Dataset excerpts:
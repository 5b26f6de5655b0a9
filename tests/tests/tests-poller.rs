// SPDX-FileCopyrightText: Copyright (c) 2025 NVIDIA CORPORATION & AFFILIATES. All rights reserved.
// SPDX-License-Identifier: Apache-2.0
//
// Licensed under the Apache License, Version 2.0 (the "License");
// you may not use this file except in compliance with the License.
// You may obtain a copy of the License at
//
// http://www.apache.org/licenses/LICENSE-2.0
//
// Unless required by applicable law or agreed to in writing, software
// distributed under the License is distributed on an "AS IS" BASIS,
// WITHOUT WARRANTIES OR CONDITIONS OF ANY KIND, either express or implied.
// See the License for the specific language governing permissions and
// limitations under the License.


use http::Method;
use http::StatusCode;
use std::sync::Arc;
use std::time::Duration;
use tokio::test;
use utool_core::Error;
use utool_core::TaskState;
use utool_redfish::PollSettings;
use utool_redfish::TaskPoller;
use utool_tests::base::failed_task;
use utool_tests::base::task;
use utool_tests::base::TASK;
use utool_tests::redfish;
use utool_tests::Bmc;
use utool_tests::Expect;
use utool_tests::RecordingProgress;
use utool_tests::TestError;

fn settings(retry_budget: u32, deadline: Option<Duration>) -> PollSettings {
    PollSettings {
        interval: Duration::from_secs(1),
        retry_budget,
        deadline,
    }
}

// Running -> Running -> Completed takes exactly two fetches.
#[test(start_paused = true)]
async fn converges_on_completion() -> Result<(), Error> {
    let bmc = Arc::new(Bmc::default());
    bmc.expect(Expect::get(TASK, task("Running", Some("60%"))));
    bmc.expect(Expect::get(TASK, task("Completed", Some("100%"))));
    let redfish = redfish(&bmc);
    let mut poller =
        TaskPoller::with_progress(&redfish, PollSettings::default(), RecordingProgress::default());

    let done = poller
        .wait_until_finished(&task("Running", Some("10%")))
        .await?;
    assert_eq!(done.state, TaskState::Completed);
    assert_eq!(bmc.count(&Method::GET), 2);
    assert_eq!(
        poller.progress().lines,
        vec![
            "Upgrade Task Progress: 10% complete.",
            "Upgrade Task Progress: 60% complete.",
            "Upgrade Task Progress: 100% complete.",
        ]
    );
    assert_eq!(poller.progress().finished, 1);
    Ok(())
}

#[test(start_paused = true)]
async fn failed_task_reports_message() {
    let bmc = Arc::new(Bmc::default());
    bmc.expect(Expect::get(
        TASK,
        failed_task("The image file is invalid.", "Upload a valid image."),
    ));
    let redfish = redfish(&bmc);
    let mut poller =
        TaskPoller::with_progress(&redfish, PollSettings::default(), RecordingProgress::default());
    let err = poller
        .wait_until_finished(&task("Running", Some("5%")))
        .await
        .unwrap_err();
    assert!(matches!(err, Error::TaskFailure(_)));
    assert_eq!(
        err.messages(),
        vec!["[Warning] The image file is invalid. Resolution: Upload a valid image.".to_string()]
    );
    assert!(!err.is_retryable());
}

// A task already finished is never fetched.
#[test(start_paused = true)]
async fn finished_task_is_not_fetched() {
    let bmc = Arc::new(Bmc::default());
    let redfish = redfish(&bmc);
    let mut poller =
        TaskPoller::with_progress(&redfish, PollSettings::default(), RecordingProgress::default());
    let err = poller
        .wait_until_finished(&task("Killed", None))
        .await
        .unwrap_err();
    assert_eq!(
        err.messages(),
        vec![utool_core::task::UNKNOWN_TASK_FAILURE.to_string()]
    );
    assert!(bmc.requests().is_empty());
}

#[test(start_paused = true)]
async fn transient_failures_are_retried() -> Result<(), Error> {
    let bmc = Arc::new(Bmc::default());
    bmc.expect(Expect::failure(Method::GET, TASK, TestError("reset")));
    bmc.expect(Expect::respond(
        Method::GET,
        TASK,
        StatusCode::SERVICE_UNAVAILABLE,
        "",
    ));
    bmc.expect(Expect::get(TASK, task("Completed", None)));
    let redfish = redfish(&bmc);
    let mut poller =
        TaskPoller::with_progress(&redfish, settings(2, None), RecordingProgress::default());
    poller.wait_until_finished(&task("Running", None)).await?;
    assert_eq!(bmc.count(&Method::GET), 3);
    Ok(())
}

// With a budget of 2 the third consecutive failure is returned.
#[test(start_paused = true)]
async fn retry_budget_exhaustion() {
    let bmc = Arc::new(Bmc::default());
    for _ in 0..3 {
        bmc.expect(Expect::failure(Method::GET, TASK, TestError("timeout")));
    }
    bmc.expect(Expect::get(TASK, task("Completed", None)));
    let redfish = redfish(&bmc);
    let mut poller =
        TaskPoller::with_progress(&redfish, settings(2, None), RecordingProgress::default());
    let err = poller
        .wait_until_finished(&task("Running", None))
        .await
        .unwrap_err();
    assert!(matches!(err, Error::Transport { .. }));
    assert_eq!(bmc.count(&Method::GET), 3);
    assert_eq!(bmc.remaining(), 1);
    assert_eq!(poller.progress().finished, 1);
}

#[test(start_paused = true)]
async fn non_retryable_failure_is_fatal() {
    let bmc = Arc::new(Bmc::default());
    bmc.expect(Expect::respond(Method::GET, TASK, StatusCode::NOT_FOUND, ""));
    bmc.expect(Expect::get(TASK, task("Completed", None)));
    let redfish = redfish(&bmc);
    let mut poller =
        TaskPoller::with_progress(&redfish, settings(10, None), RecordingProgress::default());
    let err = poller
        .wait_until_finished(&task("Running", None))
        .await
        .unwrap_err();
    assert!(matches!(err, Error::HttpStatus { status, .. } if status == StatusCode::NOT_FOUND));
    assert_eq!(bmc.count(&Method::GET), 1);
}

#[test(start_paused = true)]
async fn deadline_stops_stuck_task() {
    let bmc = Arc::new(Bmc::default());
    for _ in 0..5 {
        bmc.expect(Expect::get(TASK, task("Running", Some("50%"))));
    }
    let redfish = redfish(&bmc);
    let mut poller = TaskPoller::with_progress(
        &redfish,
        settings(60, Some(Duration::from_secs(3))),
        RecordingProgress::default(),
    );
    let err = poller
        .wait_until_finished(&task("Running", Some("50%")))
        .await
        .unwrap_err();
    assert!(matches!(err, Error::TaskTimeout { .. }));
    assert_eq!(bmc.count(&Method::GET), 3);
    assert_eq!(err.exit_code(), 1);
}

// Waiting for the start returns as soon as a percentage shows up.
#[test(start_paused = true)]
async fn wait_until_started() -> Result<(), Error> {
    let bmc = Arc::new(Bmc::default());
    bmc.expect(Expect::get(TASK, task("Starting", None)));
    bmc.expect(Expect::get(TASK, task("Running", Some("1%"))));
    bmc.expect(Expect::get(TASK, task("Completed", None)));
    let redfish = redfish(&bmc);
    let mut poller =
        TaskPoller::with_progress(&redfish, PollSettings::default(), RecordingProgress::default());
    let started = poller.wait_until_started(&task("New", None)).await?;
    assert_eq!(started.state, TaskState::Running);
    assert_eq!(started.percentage.as_deref(), Some("1"));
    assert_eq!(bmc.count(&Method::GET), 2);
    Ok(())
}

#[test(start_paused = true)]
async fn wait_until_started_has_no_retries() {
    let bmc = Arc::new(Bmc::default());
    bmc.expect(Expect::failure(Method::GET, TASK, TestError("reset")));
    let redfish = redfish(&bmc);
    let mut poller =
        TaskPoller::with_progress(&redfish, PollSettings::default(), RecordingProgress::default());
    let err = poller
        .wait_until_started(&task("Starting", None))
        .await
        .unwrap_err();
    assert!(err.is_retryable());
    assert_eq!(bmc.count(&Method::GET), 1);
}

> [Requirement]
In your answer, reproduce every entry exactly as it was written.

> [Solution to this task]
repository 5b26f6de5655b0a9
filename tests/tests/tests-poller.rs
// SPDX-FileCopyrightText: Copyright (c) 2025 NVIDIA CORPORATION & AFFILIATES. All rights reserved.
// SPDX-License-Identifier: Apache-2.0
//
// Licensed under the Apache License, Version 2.0 (the "License");
// you may not use this file except in compliance with the License.
// You may obtain a copy of the License at
//
// http://www.apache.org/licenses/LICENSE-2.0
//
// Unless required by applicable law or agreed to in writing, software
// distributed under the License is distributed on an "AS IS" BASIS,
// WITHOUT WARRANTIES OR CONDITIONS OF ANY KIND, either express or implied.
// See the License for the specific language governing permissions and
// limitations under the License.


use http::Method;
use http::StatusCode;
use std::sync::Arc;
use std::time::Duration;
use tokio::test;
use utool_core::Error;
use utool_core::TaskState;
use utool_redfish::PollSettings;
use utool_redfish::TaskPoller;
use utool_tests::base::failed_task;
use utool_tests::base::task;
use utool_tests::base::TASK;
use utool_tests::redfish;
use utool_tests::Bmc;
use utool_tests::Expect;
use utool_tests::RecordingProgress;
use utool_tests::TestError;

fn settings(retry_budget: u32, deadline: Option<Duration>) -> PollSettings {
    PollSettings {
        interval: Duration::from_secs(1),
        retry_budget,
        deadline,
    }
}

// Running -> Running -> Completed takes exactly two fetches.
#[test(start_paused = true)]
async fn converges_on_completion() -> Result<(), Error> {
    let bmc = Arc::new(Bmc::default());
    bmc.expect(Expect::get(TASK, task("Running", Some("60%"))));
    bmc.expect(Expect::get(TASK, task("Completed", Some("100%"))));
    let redfish = redfish(&bmc);
    let mut poller =
        TaskPoller::with_progress(&redfish, PollSettings::default(), RecordingProgress::default());

    let done = poller
        .wait_until_finished(&task("Running", Some("10%")))
        .await?;
    assert_eq!(done.state, TaskState::Completed);
    assert_eq!(bmc.count(&Method::GET), 2);
    assert_eq!(
        poller.progress().lines,
        vec![
            "Upgrade Task Progress: 10% complete.",
            "Upgrade Task Progress: 60% complete.",
            "Upgrade Task Progress: 100% complete.",
        ]
    );
    assert_eq!(poller.progress().finished, 1);
    Ok(())
}

#[test(start_paused = true)]
async fn failed_task_reports_message() {
    let bmc = Arc::new(Bmc::default());
    bmc.expect(Expect::get(
        TASK,
        failed_task("The image file is invalid.", "Upload a valid image."),
    ));
    let redfish = redfish(&bmc);
    let mut poller =
        TaskPoller::with_progress(&redfish, PollSettings::default(), RecordingProgress::default());
    let err = poller
        .wait_until_finished(&task("Running", Some("5%")))
        .await
        .unwrap_err();
    assert!(matches!(err, Error::TaskFailure(_)));
    assert_eq!(
        err.messages(),
        vec!["[Warning] The image file is invalid. Resolution: Upload a valid image.".to_string()]
    );
    assert!(!err.is_retryable());
}

// A task already finished is never fetched.
#[test(start_paused = true)]
async fn finished_task_is_not_fetched() {
    let bmc = Arc::new(Bmc::default());
    let redfish = redfish(&bmc);
    let mut poller =
        TaskPoller::with_progress(&redfish, PollSettings::default(), RecordingProgress::default());
    let err = poller
        .wait_until_finished(&task("Killed", None))
        .await
        .unwrap_err();
    assert_eq!(
        err.messages(),
        vec![utool_core::task::UNKNOWN_TASK_FAILURE.to_string()]
    );
    assert!(bmc.requests().is_empty());
}

#[test(start_paused = true)]
async fn transient_failures_are_retried() -> Result<(), Error> {
    let bmc = Arc::new(Bmc::default());
    bmc.expect(Expect::failure(Method::GET, TASK, TestError("reset")));
    bmc.expect(Expect::respond(
        Method::GET,
        TASK,
        StatusCode::SERVICE_UNAVAILABLE,
        "",
    ));
    bmc.expect(Expect::get(TASK, task("Completed", None)));
    let redfish = redfish(&bmc);
    let mut poller =
        TaskPoller::with_progress(&redfish, settings(2, None), RecordingProgress::default());
    poller.wait_until_finished(&task("Running", None)).await?;
    assert_eq!(bmc.count(&Method::GET), 3);
    Ok(())
}

// With a budget of 2 the third consecutive failure is returned.
#[test(start_paused = true)]
async fn retry_budget_exhaustion() {
    let bmc = Arc::new(Bmc::default());
    for _ in 0..3 {
        bmc.expect(Expect::failure(Method::GET, TASK, TestError("timeout")));
    }
    bmc.expect(Expect::get(TASK, task("Completed", None)));
    let redfish = redfish(&bmc);
    let mut poller =
        TaskPoller::with_progress(&redfish, settings(2, None), RecordingProgress::default());
    let err = poller
        .wait_until_finished(&task("Running", None))
        .await
        .unwrap_err();
    assert!(matches!(err, Error::Transport { .. }));
    assert_eq!(bmc.count(&Method::GET), 3);
    assert_eq!(bmc.remaining(), 1);
    assert_eq!(poller.progress().finished, 1);
}

#[test(start_paused = true)]
async fn non_retryable_failure_is_fatal() {
    let bmc = Arc::new(Bmc::default());
    bmc.expect(Expect::respond(Method::GET, TASK, StatusCode::NOT_FOUND, ""));
    bmc.expect(Expect::get(TASK, task("Completed", None)));
    let redfish = redfish(&bmc);
    let mut poller =
        TaskPoller::with_progress(&redfish, settings(10, None), RecordingProgress::default());
    let err = poller
        .wait_until_finished(&task("Running", None))
        .await
        .unwrap_err();
    assert!(matches!(err, Error::HttpStatus { status, .. } if status == StatusCode::NOT_FOUND));
    assert_eq!(bmc.count(&Method::GET), 1);
}

#[test(start_paused = true)]
async fn deadline_stops_stuck_task() {
    let bmc = Arc::new(Bmc::default());
    for _ in 0..5 {
        bmc.expect(Expect::get(TASK, task("Running", Some("50%"))));
    }
    let redfish = redfish(&bmc);
    let mut poller = TaskPoller::with_progress(
        &redfish,
        settings(60, Some(Duration::from_secs(3))),
        RecordingProgress::default(),
    );
    let err = poller
        .wait_until_finished(&task("Running", Some("50%")))
        .await
        .unwrap_err();
    assert!(matches!(err, Error::TaskTimeout { .. }));
    assert_eq!(bmc.count(&Method::GET), 3);
    assert_eq!(err.exit_code(), 1);
}

// Waiting for the start returns as soon as a percentage shows up.
#[test(start_paused = true)]
async fn wait_until_started() -> Result<(), Error> {
    let bmc = Arc::new(Bmc::default());
    bmc.expect(Expect::get(TASK, task("Starting", None)));
    bmc.expect(Expect::get(TASK, task("Running", Some("1%"))));
    bmc.expect(Expect::get(TASK, task("Completed", None)));
    let redfish = redfish(&bmc);
    let mut poller =
        TaskPoller::with_progress(&redfish, PollSettings::default(), RecordingProgress::default());
    let started = poller.wait_until_started(&task("New", None)).await?;
    assert_eq!(started.state, TaskState::Running);
    assert_eq!(started.percentage.as_deref(), Some("1"));
    assert_eq!(bmc.count(&Method::GET), 2);
    Ok(())
}

#[test(start_paused = true)]
async fn wait_until_started_has_no_retries() {
    let bmc = Arc::new(Bmc::default());
    bmc.expect(Expect::failure(Method::GET, TASK, TestError("reset")));
    let redfish = redfish(&bmc);
    let mut poller =
        TaskPoller::with_progress(&redfish, PollSettings::default(), RecordingProgress::default());
    let err = poller
        .wait_until_started(&task("Starting", None))
        .await
        .unwrap_err();
    assert!(err.is_retryable());
    assert_eq!(bmc.count(&Method::GET), 1);
}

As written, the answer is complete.